## Data for analysis
________________
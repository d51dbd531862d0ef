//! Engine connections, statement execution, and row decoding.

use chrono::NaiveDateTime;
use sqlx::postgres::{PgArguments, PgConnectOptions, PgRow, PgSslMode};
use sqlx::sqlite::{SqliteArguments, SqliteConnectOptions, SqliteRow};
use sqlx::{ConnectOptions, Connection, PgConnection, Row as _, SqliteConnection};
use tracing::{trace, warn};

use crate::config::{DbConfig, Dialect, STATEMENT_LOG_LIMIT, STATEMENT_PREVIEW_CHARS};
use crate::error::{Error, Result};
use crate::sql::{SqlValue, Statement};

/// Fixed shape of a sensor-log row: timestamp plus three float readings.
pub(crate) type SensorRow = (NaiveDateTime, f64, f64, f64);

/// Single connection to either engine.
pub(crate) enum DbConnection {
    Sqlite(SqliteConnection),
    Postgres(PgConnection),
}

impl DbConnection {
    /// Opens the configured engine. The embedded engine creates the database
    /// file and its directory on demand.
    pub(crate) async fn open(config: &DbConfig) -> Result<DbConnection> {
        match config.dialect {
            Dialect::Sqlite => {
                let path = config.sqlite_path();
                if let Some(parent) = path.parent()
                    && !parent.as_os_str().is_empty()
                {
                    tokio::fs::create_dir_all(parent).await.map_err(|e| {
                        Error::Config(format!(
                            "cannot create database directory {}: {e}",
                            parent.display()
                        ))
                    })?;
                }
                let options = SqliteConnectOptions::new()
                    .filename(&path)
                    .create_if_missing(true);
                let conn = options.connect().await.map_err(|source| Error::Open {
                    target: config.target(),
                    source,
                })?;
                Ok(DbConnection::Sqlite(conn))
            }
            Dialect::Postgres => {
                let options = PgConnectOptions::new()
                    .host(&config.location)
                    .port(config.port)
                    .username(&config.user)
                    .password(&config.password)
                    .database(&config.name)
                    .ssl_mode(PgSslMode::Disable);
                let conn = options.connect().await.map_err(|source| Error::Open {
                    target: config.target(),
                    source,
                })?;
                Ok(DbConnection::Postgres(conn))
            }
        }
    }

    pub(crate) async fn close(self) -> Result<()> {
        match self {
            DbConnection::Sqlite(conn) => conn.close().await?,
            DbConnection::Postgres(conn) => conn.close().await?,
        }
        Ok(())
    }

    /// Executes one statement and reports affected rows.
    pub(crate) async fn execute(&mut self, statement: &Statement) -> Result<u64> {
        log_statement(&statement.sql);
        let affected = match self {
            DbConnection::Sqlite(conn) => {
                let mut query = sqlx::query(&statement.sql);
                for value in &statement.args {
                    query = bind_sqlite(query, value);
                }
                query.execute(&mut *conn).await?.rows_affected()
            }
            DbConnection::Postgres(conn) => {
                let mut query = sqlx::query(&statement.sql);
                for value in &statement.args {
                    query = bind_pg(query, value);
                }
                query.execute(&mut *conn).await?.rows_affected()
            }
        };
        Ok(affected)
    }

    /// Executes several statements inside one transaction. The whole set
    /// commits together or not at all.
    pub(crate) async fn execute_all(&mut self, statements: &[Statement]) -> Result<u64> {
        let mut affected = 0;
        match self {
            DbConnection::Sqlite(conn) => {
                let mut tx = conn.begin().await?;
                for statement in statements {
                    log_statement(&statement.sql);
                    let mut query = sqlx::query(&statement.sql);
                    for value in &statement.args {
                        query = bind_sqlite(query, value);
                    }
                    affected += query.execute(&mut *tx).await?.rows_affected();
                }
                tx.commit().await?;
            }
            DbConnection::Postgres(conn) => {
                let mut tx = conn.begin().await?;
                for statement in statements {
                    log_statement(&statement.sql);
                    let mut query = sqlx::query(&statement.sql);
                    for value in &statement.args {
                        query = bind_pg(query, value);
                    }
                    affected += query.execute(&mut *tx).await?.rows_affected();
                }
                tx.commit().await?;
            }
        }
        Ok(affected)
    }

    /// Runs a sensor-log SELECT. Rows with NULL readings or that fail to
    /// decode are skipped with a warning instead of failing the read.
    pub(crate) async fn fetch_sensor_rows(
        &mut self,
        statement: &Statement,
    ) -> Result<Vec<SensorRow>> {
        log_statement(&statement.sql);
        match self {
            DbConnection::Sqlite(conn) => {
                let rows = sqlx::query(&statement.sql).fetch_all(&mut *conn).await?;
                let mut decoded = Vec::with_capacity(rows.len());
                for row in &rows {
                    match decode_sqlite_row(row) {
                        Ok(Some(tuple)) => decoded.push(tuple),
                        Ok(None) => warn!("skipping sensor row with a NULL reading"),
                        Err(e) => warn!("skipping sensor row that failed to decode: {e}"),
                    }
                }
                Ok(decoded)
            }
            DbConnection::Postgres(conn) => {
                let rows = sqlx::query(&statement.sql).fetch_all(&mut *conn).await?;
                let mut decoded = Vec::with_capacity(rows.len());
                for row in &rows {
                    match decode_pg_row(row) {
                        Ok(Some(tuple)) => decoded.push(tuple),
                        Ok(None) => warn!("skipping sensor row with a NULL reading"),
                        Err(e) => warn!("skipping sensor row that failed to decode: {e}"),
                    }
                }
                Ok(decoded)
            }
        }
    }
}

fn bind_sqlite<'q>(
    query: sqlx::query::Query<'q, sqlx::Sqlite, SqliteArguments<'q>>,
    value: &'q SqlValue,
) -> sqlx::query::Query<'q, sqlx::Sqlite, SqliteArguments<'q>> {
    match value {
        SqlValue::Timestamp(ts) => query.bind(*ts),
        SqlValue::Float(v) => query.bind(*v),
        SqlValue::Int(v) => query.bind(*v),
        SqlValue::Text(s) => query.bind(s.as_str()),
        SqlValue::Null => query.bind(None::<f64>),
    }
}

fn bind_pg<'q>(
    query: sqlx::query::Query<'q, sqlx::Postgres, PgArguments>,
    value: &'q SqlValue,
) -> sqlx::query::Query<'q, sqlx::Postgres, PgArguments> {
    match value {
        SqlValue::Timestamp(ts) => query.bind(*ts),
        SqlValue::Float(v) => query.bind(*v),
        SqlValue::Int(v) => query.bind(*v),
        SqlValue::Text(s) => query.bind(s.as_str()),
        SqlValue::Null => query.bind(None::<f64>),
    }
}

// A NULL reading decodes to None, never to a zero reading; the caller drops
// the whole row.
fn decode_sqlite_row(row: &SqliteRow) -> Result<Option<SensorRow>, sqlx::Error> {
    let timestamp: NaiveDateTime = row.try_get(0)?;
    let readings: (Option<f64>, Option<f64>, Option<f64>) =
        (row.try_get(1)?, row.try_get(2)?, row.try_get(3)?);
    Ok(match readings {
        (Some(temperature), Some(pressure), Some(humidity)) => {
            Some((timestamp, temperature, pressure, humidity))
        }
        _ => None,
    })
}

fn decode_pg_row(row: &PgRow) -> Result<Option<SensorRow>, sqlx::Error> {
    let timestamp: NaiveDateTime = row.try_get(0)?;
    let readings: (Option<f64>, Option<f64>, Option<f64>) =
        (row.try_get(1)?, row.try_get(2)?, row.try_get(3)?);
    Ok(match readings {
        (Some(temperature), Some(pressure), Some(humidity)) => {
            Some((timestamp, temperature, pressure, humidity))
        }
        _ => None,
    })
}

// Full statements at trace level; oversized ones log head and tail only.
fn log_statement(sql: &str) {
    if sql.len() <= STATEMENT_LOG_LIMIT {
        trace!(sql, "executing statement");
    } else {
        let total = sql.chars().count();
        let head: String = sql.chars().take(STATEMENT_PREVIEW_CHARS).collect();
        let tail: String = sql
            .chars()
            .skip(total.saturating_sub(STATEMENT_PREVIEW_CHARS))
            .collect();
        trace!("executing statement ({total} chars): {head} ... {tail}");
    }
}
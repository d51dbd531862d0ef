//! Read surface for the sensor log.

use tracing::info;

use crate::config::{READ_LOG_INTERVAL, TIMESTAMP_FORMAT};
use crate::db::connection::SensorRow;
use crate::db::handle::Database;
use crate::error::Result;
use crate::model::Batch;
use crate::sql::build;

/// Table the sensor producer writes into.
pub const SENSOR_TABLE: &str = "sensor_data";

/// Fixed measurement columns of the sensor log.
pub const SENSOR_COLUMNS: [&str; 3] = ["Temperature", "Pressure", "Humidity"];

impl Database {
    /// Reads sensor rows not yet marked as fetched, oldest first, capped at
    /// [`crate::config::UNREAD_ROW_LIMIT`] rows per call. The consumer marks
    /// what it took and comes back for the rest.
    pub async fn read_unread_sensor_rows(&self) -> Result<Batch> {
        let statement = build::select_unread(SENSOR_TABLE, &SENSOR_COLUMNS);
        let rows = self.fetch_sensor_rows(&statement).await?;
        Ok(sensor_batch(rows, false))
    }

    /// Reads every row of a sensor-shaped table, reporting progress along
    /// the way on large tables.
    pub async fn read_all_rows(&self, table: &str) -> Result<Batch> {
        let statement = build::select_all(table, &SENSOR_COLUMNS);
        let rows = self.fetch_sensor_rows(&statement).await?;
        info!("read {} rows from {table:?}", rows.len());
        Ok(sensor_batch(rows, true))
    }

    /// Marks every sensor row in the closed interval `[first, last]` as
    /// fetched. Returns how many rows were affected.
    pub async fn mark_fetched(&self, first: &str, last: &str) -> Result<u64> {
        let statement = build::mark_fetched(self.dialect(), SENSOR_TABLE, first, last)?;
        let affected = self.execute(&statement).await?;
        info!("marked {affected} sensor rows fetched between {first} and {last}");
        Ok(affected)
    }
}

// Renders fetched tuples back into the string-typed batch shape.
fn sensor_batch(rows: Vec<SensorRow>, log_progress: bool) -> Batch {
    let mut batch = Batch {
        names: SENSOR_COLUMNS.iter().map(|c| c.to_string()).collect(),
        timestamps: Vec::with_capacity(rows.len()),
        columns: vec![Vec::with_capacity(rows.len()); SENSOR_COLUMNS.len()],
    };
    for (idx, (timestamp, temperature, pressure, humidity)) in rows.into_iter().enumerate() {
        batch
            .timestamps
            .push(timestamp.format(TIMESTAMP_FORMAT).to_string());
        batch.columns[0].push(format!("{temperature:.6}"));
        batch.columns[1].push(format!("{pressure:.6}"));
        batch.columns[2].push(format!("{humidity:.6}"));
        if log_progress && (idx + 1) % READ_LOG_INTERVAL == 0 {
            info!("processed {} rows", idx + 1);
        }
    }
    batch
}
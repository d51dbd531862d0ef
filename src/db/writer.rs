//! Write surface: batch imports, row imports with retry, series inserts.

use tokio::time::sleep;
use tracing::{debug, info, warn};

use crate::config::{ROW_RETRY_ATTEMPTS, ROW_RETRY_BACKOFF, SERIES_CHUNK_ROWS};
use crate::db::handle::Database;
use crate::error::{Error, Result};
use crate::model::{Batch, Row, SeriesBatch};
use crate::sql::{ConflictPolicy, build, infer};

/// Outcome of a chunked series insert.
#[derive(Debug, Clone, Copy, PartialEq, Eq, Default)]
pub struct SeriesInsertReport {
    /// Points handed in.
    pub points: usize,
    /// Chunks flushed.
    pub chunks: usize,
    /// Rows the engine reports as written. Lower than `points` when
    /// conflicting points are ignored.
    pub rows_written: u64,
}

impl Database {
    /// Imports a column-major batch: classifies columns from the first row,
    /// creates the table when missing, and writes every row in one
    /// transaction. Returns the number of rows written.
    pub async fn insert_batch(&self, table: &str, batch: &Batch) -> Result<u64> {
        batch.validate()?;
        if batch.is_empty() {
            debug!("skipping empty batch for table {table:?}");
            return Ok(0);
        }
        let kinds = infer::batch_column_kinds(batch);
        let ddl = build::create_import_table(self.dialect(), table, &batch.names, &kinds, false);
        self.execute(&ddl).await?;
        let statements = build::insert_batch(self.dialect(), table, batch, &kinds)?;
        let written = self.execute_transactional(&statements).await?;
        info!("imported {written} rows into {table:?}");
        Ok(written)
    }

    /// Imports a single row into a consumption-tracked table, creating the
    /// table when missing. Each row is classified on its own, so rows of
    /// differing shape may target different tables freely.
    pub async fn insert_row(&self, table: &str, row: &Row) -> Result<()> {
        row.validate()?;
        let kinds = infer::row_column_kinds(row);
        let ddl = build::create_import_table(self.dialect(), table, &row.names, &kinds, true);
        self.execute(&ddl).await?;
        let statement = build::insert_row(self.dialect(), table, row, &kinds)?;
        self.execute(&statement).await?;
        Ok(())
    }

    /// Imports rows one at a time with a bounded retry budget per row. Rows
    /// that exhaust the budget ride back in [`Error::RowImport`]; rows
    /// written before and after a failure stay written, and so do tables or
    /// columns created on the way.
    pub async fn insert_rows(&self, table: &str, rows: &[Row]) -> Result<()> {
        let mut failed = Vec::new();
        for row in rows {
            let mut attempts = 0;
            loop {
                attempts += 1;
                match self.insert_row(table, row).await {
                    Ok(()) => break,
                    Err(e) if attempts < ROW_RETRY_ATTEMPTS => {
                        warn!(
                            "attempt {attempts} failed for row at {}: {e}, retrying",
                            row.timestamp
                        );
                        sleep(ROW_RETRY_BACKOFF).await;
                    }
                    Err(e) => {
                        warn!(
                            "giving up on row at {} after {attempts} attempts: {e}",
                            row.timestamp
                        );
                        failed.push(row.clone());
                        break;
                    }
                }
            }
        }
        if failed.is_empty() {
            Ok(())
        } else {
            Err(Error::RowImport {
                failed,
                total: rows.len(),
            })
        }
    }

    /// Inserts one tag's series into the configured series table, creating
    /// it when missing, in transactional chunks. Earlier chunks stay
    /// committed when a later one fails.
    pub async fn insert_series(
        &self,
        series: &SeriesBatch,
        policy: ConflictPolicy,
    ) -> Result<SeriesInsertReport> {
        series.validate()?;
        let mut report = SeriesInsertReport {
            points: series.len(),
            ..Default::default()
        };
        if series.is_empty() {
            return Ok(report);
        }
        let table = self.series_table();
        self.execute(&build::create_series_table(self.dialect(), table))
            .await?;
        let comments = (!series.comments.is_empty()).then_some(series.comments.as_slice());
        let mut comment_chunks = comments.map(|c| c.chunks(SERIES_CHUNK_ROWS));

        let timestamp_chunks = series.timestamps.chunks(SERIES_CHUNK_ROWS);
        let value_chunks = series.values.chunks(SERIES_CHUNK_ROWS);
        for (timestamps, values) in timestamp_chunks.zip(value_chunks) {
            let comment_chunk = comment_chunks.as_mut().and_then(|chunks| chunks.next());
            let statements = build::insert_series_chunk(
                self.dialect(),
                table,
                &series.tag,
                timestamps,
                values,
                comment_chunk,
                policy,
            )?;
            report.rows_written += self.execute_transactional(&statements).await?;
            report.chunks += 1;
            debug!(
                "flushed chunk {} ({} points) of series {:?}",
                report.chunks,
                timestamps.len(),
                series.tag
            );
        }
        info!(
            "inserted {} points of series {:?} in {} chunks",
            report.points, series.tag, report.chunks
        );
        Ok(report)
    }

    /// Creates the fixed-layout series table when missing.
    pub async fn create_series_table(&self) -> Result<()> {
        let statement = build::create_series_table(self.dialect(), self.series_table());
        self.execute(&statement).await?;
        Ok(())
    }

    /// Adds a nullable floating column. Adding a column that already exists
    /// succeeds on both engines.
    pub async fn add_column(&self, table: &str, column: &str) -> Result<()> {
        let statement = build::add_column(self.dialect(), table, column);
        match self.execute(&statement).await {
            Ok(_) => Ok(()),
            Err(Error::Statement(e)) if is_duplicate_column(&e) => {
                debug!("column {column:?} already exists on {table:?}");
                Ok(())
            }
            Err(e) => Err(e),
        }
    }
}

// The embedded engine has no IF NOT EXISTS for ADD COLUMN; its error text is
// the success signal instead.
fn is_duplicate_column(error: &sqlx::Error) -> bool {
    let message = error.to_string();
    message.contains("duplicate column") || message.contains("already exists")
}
________________
## Work item
From the entries above, collect every line with the string "tables" in it.

## Task output
    /// the way on large tables.
    /// differing shape may target different tables freely.
    /// written before and after a failure stay written, and so do tables or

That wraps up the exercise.